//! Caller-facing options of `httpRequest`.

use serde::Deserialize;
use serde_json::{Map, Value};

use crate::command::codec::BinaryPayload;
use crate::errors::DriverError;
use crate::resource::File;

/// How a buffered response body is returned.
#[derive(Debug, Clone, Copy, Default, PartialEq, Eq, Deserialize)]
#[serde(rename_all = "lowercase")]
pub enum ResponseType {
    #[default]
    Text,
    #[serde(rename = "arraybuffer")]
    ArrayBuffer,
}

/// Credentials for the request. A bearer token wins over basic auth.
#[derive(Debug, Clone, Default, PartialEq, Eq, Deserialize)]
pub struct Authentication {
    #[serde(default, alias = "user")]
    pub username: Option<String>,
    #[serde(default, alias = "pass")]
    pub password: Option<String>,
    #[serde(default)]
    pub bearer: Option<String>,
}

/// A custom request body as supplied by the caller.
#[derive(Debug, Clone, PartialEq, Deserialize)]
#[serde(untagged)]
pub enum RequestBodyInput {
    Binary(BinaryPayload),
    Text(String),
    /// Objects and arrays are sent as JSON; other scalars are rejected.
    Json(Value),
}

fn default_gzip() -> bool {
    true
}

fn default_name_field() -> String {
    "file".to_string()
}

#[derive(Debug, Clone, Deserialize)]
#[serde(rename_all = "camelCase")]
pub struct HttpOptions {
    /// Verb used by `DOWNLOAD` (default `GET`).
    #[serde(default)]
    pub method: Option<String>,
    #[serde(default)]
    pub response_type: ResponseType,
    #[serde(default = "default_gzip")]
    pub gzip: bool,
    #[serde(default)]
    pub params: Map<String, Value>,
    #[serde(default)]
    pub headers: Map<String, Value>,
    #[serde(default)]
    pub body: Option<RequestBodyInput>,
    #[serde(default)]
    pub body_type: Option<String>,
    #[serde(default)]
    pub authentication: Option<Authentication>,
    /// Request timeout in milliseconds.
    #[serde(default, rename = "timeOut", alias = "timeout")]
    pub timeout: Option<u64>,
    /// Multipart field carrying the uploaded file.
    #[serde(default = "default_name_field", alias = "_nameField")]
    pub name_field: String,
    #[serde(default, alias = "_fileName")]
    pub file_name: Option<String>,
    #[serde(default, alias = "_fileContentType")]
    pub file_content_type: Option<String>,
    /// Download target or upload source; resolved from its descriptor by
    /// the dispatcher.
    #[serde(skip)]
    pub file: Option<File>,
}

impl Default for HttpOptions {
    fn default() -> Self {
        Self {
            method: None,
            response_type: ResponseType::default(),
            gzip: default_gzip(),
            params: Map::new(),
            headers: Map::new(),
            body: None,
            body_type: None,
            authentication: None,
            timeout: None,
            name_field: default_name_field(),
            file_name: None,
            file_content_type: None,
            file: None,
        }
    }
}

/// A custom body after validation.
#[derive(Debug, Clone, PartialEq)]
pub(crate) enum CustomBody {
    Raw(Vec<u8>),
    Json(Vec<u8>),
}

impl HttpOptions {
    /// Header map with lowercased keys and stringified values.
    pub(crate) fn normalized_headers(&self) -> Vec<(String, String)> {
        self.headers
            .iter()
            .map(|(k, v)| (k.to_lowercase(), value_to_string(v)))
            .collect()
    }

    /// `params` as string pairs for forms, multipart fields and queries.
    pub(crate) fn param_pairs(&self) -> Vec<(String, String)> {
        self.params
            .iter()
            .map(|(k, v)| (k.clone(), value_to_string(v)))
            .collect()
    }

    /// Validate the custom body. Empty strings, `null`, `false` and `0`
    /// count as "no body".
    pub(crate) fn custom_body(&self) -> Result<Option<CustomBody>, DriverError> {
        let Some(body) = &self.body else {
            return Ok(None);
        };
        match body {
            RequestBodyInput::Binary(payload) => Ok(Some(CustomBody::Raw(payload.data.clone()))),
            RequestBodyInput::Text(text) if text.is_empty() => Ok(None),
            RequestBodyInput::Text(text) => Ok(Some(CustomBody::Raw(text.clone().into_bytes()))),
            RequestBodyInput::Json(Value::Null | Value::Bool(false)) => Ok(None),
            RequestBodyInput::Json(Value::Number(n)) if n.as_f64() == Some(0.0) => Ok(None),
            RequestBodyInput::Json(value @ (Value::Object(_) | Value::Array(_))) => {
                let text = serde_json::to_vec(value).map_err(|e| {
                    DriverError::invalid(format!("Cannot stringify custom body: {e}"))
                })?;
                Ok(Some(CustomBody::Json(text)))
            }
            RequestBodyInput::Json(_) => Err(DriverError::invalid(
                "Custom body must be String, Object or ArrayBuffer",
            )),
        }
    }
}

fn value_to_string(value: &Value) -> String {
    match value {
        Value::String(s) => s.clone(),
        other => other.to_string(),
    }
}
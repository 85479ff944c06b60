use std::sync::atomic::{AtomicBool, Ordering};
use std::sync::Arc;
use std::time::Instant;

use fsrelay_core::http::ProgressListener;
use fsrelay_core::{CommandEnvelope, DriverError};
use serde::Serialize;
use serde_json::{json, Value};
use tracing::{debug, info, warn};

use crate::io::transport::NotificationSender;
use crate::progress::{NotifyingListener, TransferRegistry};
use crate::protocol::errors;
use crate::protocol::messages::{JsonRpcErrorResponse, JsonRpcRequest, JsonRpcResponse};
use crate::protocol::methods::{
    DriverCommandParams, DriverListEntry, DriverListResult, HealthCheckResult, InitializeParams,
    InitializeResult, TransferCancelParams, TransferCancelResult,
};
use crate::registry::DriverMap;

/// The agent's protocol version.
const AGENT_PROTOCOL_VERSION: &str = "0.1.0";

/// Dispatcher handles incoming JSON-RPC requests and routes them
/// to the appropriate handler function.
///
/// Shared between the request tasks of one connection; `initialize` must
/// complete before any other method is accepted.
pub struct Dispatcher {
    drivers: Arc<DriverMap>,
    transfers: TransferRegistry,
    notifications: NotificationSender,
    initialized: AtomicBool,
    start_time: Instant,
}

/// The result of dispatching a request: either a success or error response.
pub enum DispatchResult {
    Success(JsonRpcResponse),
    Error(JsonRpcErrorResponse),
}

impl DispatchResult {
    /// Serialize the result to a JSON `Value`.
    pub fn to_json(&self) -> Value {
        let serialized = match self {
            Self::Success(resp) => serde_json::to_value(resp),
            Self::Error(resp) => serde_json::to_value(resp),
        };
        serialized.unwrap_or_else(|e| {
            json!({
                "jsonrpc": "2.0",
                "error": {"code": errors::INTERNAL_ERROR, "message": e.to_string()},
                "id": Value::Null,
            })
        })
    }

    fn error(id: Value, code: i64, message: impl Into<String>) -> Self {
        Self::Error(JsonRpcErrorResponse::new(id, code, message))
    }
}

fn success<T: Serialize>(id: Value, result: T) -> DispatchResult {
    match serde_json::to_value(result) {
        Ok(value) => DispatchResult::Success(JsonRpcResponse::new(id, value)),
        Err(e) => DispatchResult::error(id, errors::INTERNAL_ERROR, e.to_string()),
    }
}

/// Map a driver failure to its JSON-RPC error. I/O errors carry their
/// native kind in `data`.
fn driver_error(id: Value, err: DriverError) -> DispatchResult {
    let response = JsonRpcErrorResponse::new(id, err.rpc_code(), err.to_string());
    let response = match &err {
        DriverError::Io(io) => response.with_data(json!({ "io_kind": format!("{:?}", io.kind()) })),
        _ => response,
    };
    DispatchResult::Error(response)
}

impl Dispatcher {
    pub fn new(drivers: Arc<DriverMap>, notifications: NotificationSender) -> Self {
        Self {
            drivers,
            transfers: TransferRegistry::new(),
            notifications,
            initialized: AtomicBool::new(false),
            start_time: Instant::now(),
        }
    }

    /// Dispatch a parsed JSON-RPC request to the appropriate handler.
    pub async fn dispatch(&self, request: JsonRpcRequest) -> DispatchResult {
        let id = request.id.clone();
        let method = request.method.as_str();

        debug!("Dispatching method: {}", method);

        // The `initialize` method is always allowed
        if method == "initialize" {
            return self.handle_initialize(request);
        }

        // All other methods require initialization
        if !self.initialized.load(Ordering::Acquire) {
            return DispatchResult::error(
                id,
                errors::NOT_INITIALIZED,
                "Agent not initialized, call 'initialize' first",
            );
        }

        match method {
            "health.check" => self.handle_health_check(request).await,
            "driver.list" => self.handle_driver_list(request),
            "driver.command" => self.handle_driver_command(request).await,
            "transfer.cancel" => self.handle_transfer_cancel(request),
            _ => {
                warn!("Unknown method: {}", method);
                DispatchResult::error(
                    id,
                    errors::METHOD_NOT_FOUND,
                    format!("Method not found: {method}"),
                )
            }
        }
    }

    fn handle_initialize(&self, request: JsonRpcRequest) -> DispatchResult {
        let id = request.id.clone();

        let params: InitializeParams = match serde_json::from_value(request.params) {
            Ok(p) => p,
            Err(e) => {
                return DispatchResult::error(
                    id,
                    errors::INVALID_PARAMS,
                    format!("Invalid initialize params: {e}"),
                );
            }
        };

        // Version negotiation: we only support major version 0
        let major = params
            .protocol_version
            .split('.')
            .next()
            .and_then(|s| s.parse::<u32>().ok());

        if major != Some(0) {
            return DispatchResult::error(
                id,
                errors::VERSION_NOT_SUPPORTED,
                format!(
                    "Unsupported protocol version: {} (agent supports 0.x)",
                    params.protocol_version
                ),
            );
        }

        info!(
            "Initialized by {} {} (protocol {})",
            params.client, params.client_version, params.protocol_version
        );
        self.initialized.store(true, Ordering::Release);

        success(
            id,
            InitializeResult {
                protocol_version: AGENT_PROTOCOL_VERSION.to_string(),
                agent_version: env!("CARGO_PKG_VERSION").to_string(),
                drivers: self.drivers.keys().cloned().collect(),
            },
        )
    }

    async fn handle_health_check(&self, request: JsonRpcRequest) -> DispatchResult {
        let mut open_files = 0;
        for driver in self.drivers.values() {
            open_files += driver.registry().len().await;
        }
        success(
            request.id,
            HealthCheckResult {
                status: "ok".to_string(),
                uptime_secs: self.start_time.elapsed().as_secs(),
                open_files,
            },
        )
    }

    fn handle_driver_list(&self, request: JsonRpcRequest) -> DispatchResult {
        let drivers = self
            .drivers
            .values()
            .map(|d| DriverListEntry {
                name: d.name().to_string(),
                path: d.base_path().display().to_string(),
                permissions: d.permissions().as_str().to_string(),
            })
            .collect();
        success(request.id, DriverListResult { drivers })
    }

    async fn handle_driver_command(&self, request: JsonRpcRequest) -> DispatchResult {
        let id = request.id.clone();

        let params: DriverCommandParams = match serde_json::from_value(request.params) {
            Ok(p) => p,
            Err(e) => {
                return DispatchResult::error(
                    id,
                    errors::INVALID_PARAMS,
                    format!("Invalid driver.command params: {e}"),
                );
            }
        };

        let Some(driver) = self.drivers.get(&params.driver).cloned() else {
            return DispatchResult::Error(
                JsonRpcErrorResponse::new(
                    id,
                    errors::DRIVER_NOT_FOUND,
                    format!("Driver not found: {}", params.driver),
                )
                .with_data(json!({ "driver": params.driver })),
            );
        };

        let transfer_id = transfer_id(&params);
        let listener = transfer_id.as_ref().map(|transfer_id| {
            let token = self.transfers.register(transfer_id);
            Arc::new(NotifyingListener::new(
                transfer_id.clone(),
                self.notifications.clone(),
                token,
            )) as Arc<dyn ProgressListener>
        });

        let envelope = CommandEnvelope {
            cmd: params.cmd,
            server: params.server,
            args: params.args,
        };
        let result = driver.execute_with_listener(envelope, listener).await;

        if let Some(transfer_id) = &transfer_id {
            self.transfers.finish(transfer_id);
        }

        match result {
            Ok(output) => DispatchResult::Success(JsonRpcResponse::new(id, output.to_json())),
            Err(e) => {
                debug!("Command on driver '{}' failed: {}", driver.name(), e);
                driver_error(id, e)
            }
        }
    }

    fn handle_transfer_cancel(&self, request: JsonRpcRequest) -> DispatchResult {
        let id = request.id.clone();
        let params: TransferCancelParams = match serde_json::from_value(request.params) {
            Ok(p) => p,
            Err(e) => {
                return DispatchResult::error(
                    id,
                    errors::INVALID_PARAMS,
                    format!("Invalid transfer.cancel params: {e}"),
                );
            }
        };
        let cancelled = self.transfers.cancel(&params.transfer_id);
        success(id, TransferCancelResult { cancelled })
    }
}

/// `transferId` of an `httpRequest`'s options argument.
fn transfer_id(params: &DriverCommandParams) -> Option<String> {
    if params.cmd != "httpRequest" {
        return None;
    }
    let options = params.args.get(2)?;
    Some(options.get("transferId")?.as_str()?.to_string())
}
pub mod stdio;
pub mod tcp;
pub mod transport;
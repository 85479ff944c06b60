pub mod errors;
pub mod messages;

EXERCISE GOAL: Could you write out, exactly as they stand, only the lines above that begin at the line with "let text = serde_json::to_vec(value).map_err(|e|" and stop after the line with "use std::sync::Arc;"?

ANSWER BOX:
                let text = serde_json::to_vec(value).map_err(|e| {
                    DriverError::invalid(format!("Cannot stringify custom body: {e}"))
                })?;
                Ok(Some(CustomBody::Json(text)))
            }
            RequestBodyInput::Json(_) => Err(DriverError::invalid(
                "Custom body must be String, Object or ArrayBuffer",
            )),
        }
    }
}

fn value_to_string(value: &Value) -> String {
    match value {
        Value::String(s) => s.clone(),
        other => other.to_string(),
    }
}
repository 85479ff944c06b60
use std::sync::atomic::{AtomicBool, Ordering};
use std::sync::Arc;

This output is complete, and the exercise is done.